But there is more: In Jesus Christ, the Son of God, God himself became man. To him the Father says: "You are my son." God's everlasting "today" has come down into the fleeting today of the world and lifted our momentary today into God's eternal today. God is so great that he can become small. God is so powerful that he can make himself vulnerable and come to us as a defenseless child, so that we can love him. God is so good that he can give up his divine splendor and come down to a stable, so that we might find him, so that his goodness might touch us, give itself to us and continue to work through us. This is Christmas: "You are my son, this day I have begotten you."
God has become one of us, so that we can be with him and become like him. As a sign, he chose the Child lying in the manger: This is how God is. This is how we come to know him. And on every child shines something of the splendor of that "today," of that closeness of God which we ought to love and to which we must yield -- it shines on every child, even on those still unborn.

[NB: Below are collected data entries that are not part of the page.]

//! Product customizer: text controls beside the draggable canvas preview.
//!
//! ARCHITECTURE
//! ============
//! `DesignForm` is the source of truth for text, size, and color; an effect
//! pushes it into the imperative `canvas::engine::Engine`. The engine owns
//! drag handling and reports position changes back through `Action`s, which
//! are written into the form so Save always sends the last rendered position.

use leptos::prelude::*;
use leptos::tachys::view::any_view::IntoAny;

#[cfg(feature = "hydrate")]
use std::cell::RefCell;
#[cfg(feature = "hydrate")]
use std::rc::Rc;

#[cfg(feature = "hydrate")]
use canvas::camera::Point;
#[cfg(feature = "hydrate")]
use canvas::engine::{Action, Engine};
#[cfg(feature = "hydrate")]
use canvas::input::Button;
use canvas::consts::{CANVAS_HEIGHT, CANVAS_WIDTH};

use crate::net::api::ApiClient;
use crate::net::types::ImageResponse;
use crate::state::customizer::{
    CustomizerUi, DESIGN_FAILED, DESIGN_SAVED, DesignForm, PRODUCT_IMAGE_FAILED, TEXT_SIZE_MAX, TEXT_SIZE_MIN,
};
use crate::state::fetch::{Loadable, load};
use crate::state::submit::{SubmitError, submit};
use crate::util::browser::alert;

#[cfg(feature = "hydrate")]
fn render_engine(engine: &mut Engine) {
    if let Err(err) = engine.render() {
        leptos::logging::warn!("canvas render failed: {err:?}");
    }
}

#[cfg(feature = "hydrate")]
fn apply_actions(actions: Vec<Action>, engine: &mut Engine, form: RwSignal<DesignForm>, cursor: RwSignal<String>) {
    let mut needs_render = false;
    for action in actions {
        match action {
            Action::PositionChanged { x, y } => form.update(|f| f.set_position(Point::new(x, y))),
            Action::SetCursor(next) => cursor.set(next),
            Action::RenderNeeded => needs_render = true,
        }
    }
    if needs_render {
        render_engine(engine);
    }
}

#[component]
pub fn ProductCustomizer() -> impl IntoView {
    let api = StoredValue::new(expect_context::<ApiClient>());
    let form = RwSignal::new(DesignForm::default());
    let ui = RwSignal::new(CustomizerUi::default());
    let product_image = RwSignal::new(Loadable::<ImageResponse>::pending());
    let cursor = RwSignal::new("default".to_owned());
    let canvas_ref = NodeRef::<leptos::html::Canvas>::new();

    Effect::new(move || {
        let api = api.get_value();
        let product_id = form.with_untracked(|f| f.product_id);
        leptos::task::spawn_local(async move {
            load(&product_image, || api.get_product_image(product_id), PRODUCT_IMAGE_FAILED).await;
        });
    });

    #[cfg(feature = "hydrate")]
    let engine = Rc::new(RefCell::new(None::<Engine>));

    #[cfg(feature = "hydrate")]
    {
        let engine = Rc::clone(&engine);
        Effect::new(move || {
            let Some(canvas) = canvas_ref.get() else {
                return;
            };
            if engine.borrow().is_some() {
                return;
            }
            match Engine::new(canvas, form.get_untracked().overlay) {
                Ok(mut instance) => {
                    render_engine(&mut instance);
                    *engine.borrow_mut() = Some(instance);
                }
                Err(err) => leptos::logging::error!("failed to start canvas engine: {err:?}"),
            }
        });
    }

    #[cfg(feature = "hydrate")]
    {
        let engine = Rc::clone(&engine);
        Effect::new(move || {
            let overlay = form.with(|f| f.overlay.clone());
            let Ok(mut slot) = engine.try_borrow_mut() else {
                return;
            };
            if let Some(engine) = slot.as_mut() {
                let actions = vec![
                    engine.set_text(&overlay.text),
                    engine.set_text_size(overlay.size),
                    engine.set_text_color(&overlay.color),
                ];
                apply_actions(actions, engine, form, cursor);
            }
        });
    }

    let on_pointer_down = {
        #[cfg(feature = "hydrate")]
        {
            let engine = Rc::clone(&engine);
            move |ev: leptos::ev::PointerEvent| {
                let point = Point::new(f64::from(ev.client_x()), f64::from(ev.client_y()));
                if let Some(engine) = engine.borrow_mut().as_mut() {
                    let actions = engine.on_pointer_down(point, Button::from_dom(ev.button()));
                    if !actions.is_empty() {
                        ev.prevent_default();
                    }
                    apply_actions(actions, engine, form, cursor);
                }
            }
        }
        #[cfg(not(feature = "hydrate"))]
        {
            move |_ev: leptos::ev::PointerEvent| {}
        }
    };

    let on_pointer_move = {
        #[cfg(feature = "hydrate")]
        {
            let engine = Rc::clone(&engine);
            move |ev: leptos::ev::PointerEvent| {
                let point = Point::new(f64::from(ev.client_x()), f64::from(ev.client_y()));
                if let Some(engine) = engine.borrow_mut().as_mut() {
                    let actions = engine.on_pointer_move(point);
                    apply_actions(actions, engine, form, cursor);
                }
            }
        }
        #[cfg(not(feature = "hydrate"))]
        {
            move |_ev: leptos::ev::PointerEvent| {}
        }
    };

    let on_pointer_up = {
        #[cfg(feature = "hydrate")]
        {
            let engine = Rc::clone(&engine);
            move |_ev: leptos::ev::PointerEvent| {
                if let Some(engine) = engine.borrow_mut().as_mut() {
                    let actions = engine.on_pointer_up();
                    apply_actions(actions, engine, form, cursor);
                }
            }
        }
        #[cfg(not(feature = "hydrate"))]
        {
            move |_ev: leptos::ev::PointerEvent| {}
        }
    };

    let on_pointer_leave = {
        #[cfg(feature = "hydrate")]
        {
            let engine = Rc::clone(&engine);
            move |_ev: leptos::ev::PointerEvent| {
                if let Some(engine) = engine.borrow_mut().as_mut() {
                    let actions = engine.on_pointer_leave();
                    apply_actions(actions, engine, form, cursor);
                }
            }
        }
        #[cfg(not(feature = "hydrate"))]
        {
            move |_ev: leptos::ev::PointerEvent| {}
        }
    };

    let on_save = move |ev: leptos::ev::SubmitEvent| {
        ev.prevent_default();
        let validated = form.with_untracked(DesignForm::to_request);
        let api = api.get_value();
        leptos::task::spawn_local(async move {
            let outcome = submit(validated, |req| {
                ui.update(|u| {
                    u.error = None;
                    u.saving = true;
                });
                async move { api.create_design(&req).await }
            })
            .await;
            match outcome {
                Ok(body) => {
                    leptos::logging::log!("Design saved: {body}");
                    alert(DESIGN_SAVED);
                }
                Err(SubmitError::Invalid(message)) => ui.update(|u| u.error = Some(message)),
                Err(SubmitError::Api(err)) => {
                    leptos::logging::error!("Error saving design: {err}");
                    alert(DESIGN_FAILED);
                }
            }
            ui.update(|u| u.saving = false);
        });
    };

    view! {
        <section class="customizer">
            <header class="customizer__header">
                <h2>"Product Customizer"</h2>
                <p class="customizer__subtitle">"Add custom text to your product and drag it into place"</p>
            </header>
            <div class="customizer__layout">
                <div class="panel customizer__preview">
                    <canvas
                        node_ref=canvas_ref
                        class="customizer__canvas"
                        width=CANVAS_WIDTH.to_string()
                        height=CANVAS_HEIGHT.to_string()
                        style:cursor=move || cursor.get()
                        on:pointerdown=on_pointer_down
                        on:pointermove=on_pointer_move
                        on:pointerup=on_pointer_up
                        on:pointerleave=on_pointer_leave
                    ></canvas>
                    <p class="customizer__hint">"Drag the text to position it on the product"</p>
                    {move || {
                        let state = product_image.get();
                        match (state.data, state.error) {
                            (Some(image), _) => view! {
                                <p class="customizer__reference">"Reference image: " {image.path}</p>
                            }
                                .into_any(),
                            (None, Some(message)) => view! {
                                <p class="customizer__reference customizer__reference--missing">{message}</p>
                            }
                                .into_any(),
                            (None, None) => ().into_any(),
                        }
                    }}
                </div>

                <form class="panel customizer__controls" on:submit=on_save>
                    <label class="field">
                        <span class="field__label">"Custom Text"</span>
                        <input
                            class="field__input"
                            type="text"
                            placeholder="Enter your text"
                            prop:value=move || form.with(|f| f.overlay.text.clone())
                            on:input=move |ev| form.update(|f| f.set_text(&event_target_value(&ev)))
                        />
                        {move || ui.with(|u| u.error).map(|msg| view! { <p class="field__error">{msg}</p> })}
                    </label>

                    <label class="field">
                        <span class="field__label">
                            {move || format!("Text Size: {}px", form.with(|f| f.overlay.size))}
                        </span>
                        <input
                            class="field__range"
                            type="range"
                            min=TEXT_SIZE_MIN.to_string()
                            max=TEXT_SIZE_MAX.to_string()
                            prop:value=move || form.with(|f| f.overlay.size.to_string())
                            on:input=move |ev| {
                                if let Ok(size) = event_target_value(&ev).parse::<f64>() {
                                    form.update(|f| f.set_text_size(size));
                                }
                            }
                        />
                    </label>

                    <label class="field">
                        <span class="field__label">"Text Color"</span>
                        <input
                            class="field__color"
                            type="color"
                            prop:value=move || form.with(|f| f.overlay.color.clone())
                            on:input=move |ev| form.update(|f| f.set_text_color(&event_target_value(&ev)))
                        />
                    </label>

                    <p class="customizer__position">
                        {move || {
                            let (x, y) = form.with(|f| (f.overlay.x, f.overlay.y));
                            format!("Position: ({x:.0}, {y:.0})")
                        }}
                    </p>

                    <button
                        type="submit"
                        class="btn btn--primary btn--block"
                        disabled=move || ui.with(|u| u.saving)
                    >
                        {move || if ui.with(|u| u.saving) { "Saving..." } else { "Save Design" }}
                    </button>
                </form>
            </div>
        </section>
    }
}
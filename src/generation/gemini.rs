//! Gemini REST implementation of the generation client
//!
//! Text is requested from `:streamGenerateContent?alt=sse` and decoded
//! incrementally; illustrations come from a single `:generateContent` call
//! whose first inline-data part is the image.

use crate::config::GeminiConfig;
use crate::error::{EducadorError, Result};
use crate::generation::instructions::{image_prompt, SYSTEM_INSTRUCTION};
use crate::generation::sse::SseDecoder;
use crate::generation::{GeneratedImage, GenerationClient, PartialSink};

use async_trait::async_trait;
use futures::StreamExt;
use reqwest::Client;
use serde::{Deserialize, Serialize};
use std::time::Duration;

const API_KEY_HEADER: &str = "x-goog-api-key";

/// Gemini API client
///
/// # Examples
///
/// ```
/// use educador_ia::config::GeminiConfig;
/// use educador_ia::generation::GeminiClient;
///
/// let config = GeminiConfig {
///     api_key: Some("test-key".to_string()),
///     ..Default::default()
/// };
/// let client = GeminiClient::new(config).unwrap();
/// assert_eq!(client.text_model(), "gemini-2.5-flash");
/// ```
pub struct GeminiClient {
    client: Client,
    config: GeminiConfig,
    api_key: String,
}

/// Request body shared by both endpoints
#[derive(Debug, Serialize)]
#[serde(rename_all = "camelCase")]
struct GenerateContentRequest {
    contents: Vec<Content>,
    #[serde(skip_serializing_if = "Option::is_none")]
    system_instruction: Option<Content>,
    #[serde(skip_serializing_if = "Option::is_none")]
    generation_config: Option<GenerationConfig>,
}

#[derive(Debug, Serialize)]
struct Content {
    #[serde(skip_serializing_if = "Option::is_none")]
    role: Option<String>,
    parts: Vec<RequestPart>,
}

impl Content {
    fn user(text: impl Into<String>) -> Self {
        Self {
            role: Some("user".to_string()),
            parts: vec![RequestPart { text: text.into() }],
        }
    }

    fn instruction(text: impl Into<String>) -> Self {
        Self {
            role: None,
            parts: vec![RequestPart { text: text.into() }],
        }
    }
}

#[derive(Debug, Serialize)]
struct RequestPart {
    text: String,
}

#[derive(Debug, Serialize)]
struct GenerationConfig {
    temperature: f32,
}

/// Response body; also the payload of each streamed SSE event
#[derive(Debug, Default, Deserialize)]
struct GenerateContentResponse {
    #[serde(default)]
    candidates: Vec<Candidate>,
    #[serde(default)]
    error: Option<ApiError>,
}

#[derive(Debug, Deserialize)]
struct Candidate {
    #[serde(default)]
    content: Option<CandidateContent>,
}

#[derive(Debug, Deserialize)]
struct CandidateContent {
    #[serde(default)]
    parts: Vec<ResponsePart>,
}

#[derive(Debug, Deserialize)]
#[serde(rename_all = "camelCase")]
struct ResponsePart {
    #[serde(default)]
    text: Option<String>,
    #[serde(default)]
    inline_data: Option<InlineData>,
}

#[derive(Debug, Deserialize)]
#[serde(rename_all = "camelCase")]
struct InlineData {
    mime_type: String,
    data: String,
}

#[derive(Debug, Deserialize)]
struct ErrorWrapper {
    error: ApiError,
}

#[derive(Debug, Deserialize)]
struct ApiError {
    #[serde(default)]
    code: Option<i32>,
    #[serde(default)]
    message: Option<String>,
    #[serde(default)]
    status: Option<String>,
}

impl ApiError {
    fn describe(&self) -> String {
        format!(
            "{} ({})",
            self.message.as_deref().unwrap_or("unknown error"),
            self.status
                .clone()
                .or_else(|| self.code.map(|c| c.to_string()))
                .unwrap_or_else(|| "no status".to_string())
        )
    }
}

impl GenerateContentResponse {
    fn first_parts(&self) -> &[ResponsePart] {
        self.candidates
            .first()
            .and_then(|candidate| candidate.content.as_ref())
            .map(|content| content.parts.as_slice())
            .unwrap_or(&[])
    }

    /// Concatenated text of the first candidate
    fn text(&self) -> String {
        self.first_parts()
            .iter()
            .filter_map(|part| part.text.as_deref())
            .collect()
    }

    /// First inline image of the first candidate
    fn inline_image(&self) -> Option<GeneratedImage> {
        self.first_parts().iter().find_map(|part| {
            part.inline_data
                .as_ref()
                .map(|inline| GeneratedImage::new(&inline.mime_type, &inline.data))
        })
    }
}

impl GeminiClient {
    /// Create a new Gemini client
    ///
    /// # Errors
    ///
    /// Returns `EducadorError::MissingCredentials` if no API key is
    /// configured, or a provider error if the HTTP client cannot be built
    pub fn new(config: GeminiConfig) -> Result<Self> {
        let api_key = config
            .api_key
            .clone()
            .filter(|key| !key.trim().is_empty())
            .ok_or_else(|| EducadorError::MissingCredentials("gemini".to_string()))?;

        // No whole-request timeout: it would also cut off a healthy stream
        let client = Client::builder()
            .connect_timeout(Duration::from_secs(config.timeout_seconds))
            .user_agent(concat!("educador-ia/", env!("CARGO_PKG_VERSION")))
            .build()
            .map_err(|e| EducadorError::Config(format!("Failed to create HTTP client: {}", e)))?;

        tracing::info!(
            "Initialized Gemini client: base={}, text_model={}, image_model={}",
            config.api_base,
            config.text_model,
            config.image_model
        );

        Ok(Self {
            client,
            config,
            api_key,
        })
    }

    /// Model used for streamed text
    pub fn text_model(&self) -> &str {
        &self.config.text_model
    }

    /// Model used for illustrations
    pub fn image_model(&self) -> &str {
        &self.config.image_model
    }

    fn timeout(&self) -> Duration {
        Duration::from_secs(self.config.timeout_seconds)
    }

    fn endpoint(&self, model: &str, method: &str) -> String {
        format!(
            "{}/models/{}:{}",
            self.config.api_base.trim_end_matches('/'),
            model,
            method
        )
    }

    fn text_request(&self, prompt: &str) -> GenerateContentRequest {
        GenerateContentRequest {
            contents: vec![Content::user(prompt)],
            system_instruction: Some(Content::instruction(SYSTEM_INSTRUCTION)),
            generation_config: Some(GenerationConfig {
                temperature: self.config.temperature,
            }),
        }
    }

    fn image_request(prompt: &str) -> GenerateContentRequest {
        GenerateContentRequest {
            contents: vec![Content::user(image_prompt(prompt))],
            system_instruction: None,
            generation_config: None,
        }
    }

    /// Fold one SSE payload into the accumulated text
    fn absorb_event(data: &str, full_text: &mut String, on_partial: PartialSink<'_>) -> Result<()> {
        let chunk: GenerateContentResponse = serde_json::from_str(data).map_err(|e| {
            tracing::error!("Unparseable stream event: {}", e);
            EducadorError::Generation(format!("Invalid stream event: {}", e))
        })?;

        if let Some(error) = &chunk.error {
            tracing::error!("Gemini stream reported error: {}", error.describe());
            return Err(EducadorError::Generation(format!(
                "Stream aborted by endpoint: {}",
                error.describe()
            ))
            .into());
        }

        let text = chunk.text();
        if !text.is_empty() {
            full_text.push_str(&text);
            on_partial(full_text.as_str());
        }

        Ok(())
    }
}

/// Turn a non-success response into a readable message
async fn error_message(response: reqwest::Response) -> String {
    let status = response.status();
    let body = response.text().await.unwrap_or_default();
    match serde_json::from_str::<ErrorWrapper>(&body) {
        Ok(wrapper) => format!("{}: {}", status, wrapper.error.describe()),
        Err(_) => format!("{}: {}", status, body),
    }
}

#[async_trait]
impl GenerationClient for GeminiClient {
    async fn stream_text(&self, prompt: &str, on_partial: PartialSink<'_>) -> Result<String> {
        let url = self.endpoint(&self.config.text_model, "streamGenerateContent");
        let request = self.text_request(prompt);

        tracing::debug!(
            "Sending streamed text request: model={}, prompt_chars={}",
            self.config.text_model,
            prompt.chars().count()
        );

        let send = self
            .client
            .post(&url)
            .query(&[("alt", "sse")])
            .header(API_KEY_HEADER, &self.api_key)
            .json(&request)
            .send();

        // Only the wait for response headers is bounded; the body streams
        // for as long as the endpoint keeps sending.
        let response = tokio::time::timeout(self.timeout(), send)
            .await
            .map_err(|_| {
                tracing::error!(
                    "Gemini text request timed out after {}s",
                    self.config.timeout_seconds
                );
                EducadorError::Generation("Request timed out".to_string())
            })?
            .map_err(|e| {
                tracing::error!("Gemini text request failed: {}", e);
                EducadorError::Generation(format!("Request failed: {}", e))
            })?;

        if !response.status().is_success() {
            let message = error_message(response).await;
            tracing::error!("Gemini returned error {}", message);
            return Err(EducadorError::Generation(format!("Endpoint error {}", message)).into());
        }

        let mut byte_stream = response.bytes_stream();
        let mut decoder = SseDecoder::new();
        let mut full_text = String::new();
        let mut events = 0usize;

        while let Some(chunk) = byte_stream.next().await {
            let chunk = chunk.map_err(|e| {
                tracing::error!("Gemini stream aborted: {}", e);
                EducadorError::Generation(format!("Stream aborted: {}", e))
            })?;

            for data in decoder.push(&chunk) {
                events += 1;
                Self::absorb_event(&data, &mut full_text, on_partial)?;
            }
        }

        if let Some(data) = decoder.finish() {
            events += 1;
            Self::absorb_event(&data, &mut full_text, on_partial)?;
        }

        tracing::debug!(
            "Stream complete: events={}, chars={}",
            events,
            full_text.chars().count()
        );

        Ok(full_text)
    }

    async fn generate_image(&self, prompt: &str) -> Result<GeneratedImage> {
        let url = self.endpoint(&self.config.image_model, "generateContent");
        let request = Self::image_request(prompt);

        tracing::debug!("Sending image request: model={}", self.config.image_model);

        let response = self
            .client
            .post(&url)
            .timeout(self.timeout())
            .header(API_KEY_HEADER, &self.api_key)
            .json(&request)
            .send()
            .await
            .map_err(|e| {
                tracing::error!("Gemini image request failed: {}", e);
                EducadorError::ImageGeneration(format!("Request failed: {}", e))
            })?;

        if !response.status().is_success() {
            let message = error_message(response).await;
            tracing::error!("Gemini returned error {}", message);
            return Err(
                EducadorError::ImageGeneration(format!("Endpoint error {}", message)).into(),
            );
        }

        let parsed: GenerateContentResponse = response.json().await.map_err(|e| {
            tracing::error!("Failed to parse Gemini image response: {}", e);
            EducadorError::ImageGeneration(format!("Invalid response: {}", e))
        })?;

        parsed.inline_image().ok_or_else(|| {
            EducadorError::ImageGeneration("Nenhuma imagem foi gerada.".to_string()).into()
        })
    }
}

Let us listen to a second phrase from the liturgy of this holy night, one taken from the Book of the Prophet Isaiah: "Upon the people who walked in darkness a great light has shone" (Isaiah 9:1). The word "light" pervades the entire liturgy of tonight's Mass. It is found again in the passage drawn from St. Paul's letter to Titus: "The grace of God has appeared" (2:11). The expression "has appeared," in the original Greek says the same thing that was expressed in Hebrew by the words "a light has shone": this "apparition" -- this "epiphany" -- is the breaking of God's light upon a world full of darkness and unsolved problems. The Gospel then relates that the glory of the Lord appeared to the shepherds and "shone around them" (Luke 2:9). Wherever God's glory appears, light spreads throughout the world. St. John tells us that "God is light and in him is no darkness" (1 John 1:5). The light is a source of life.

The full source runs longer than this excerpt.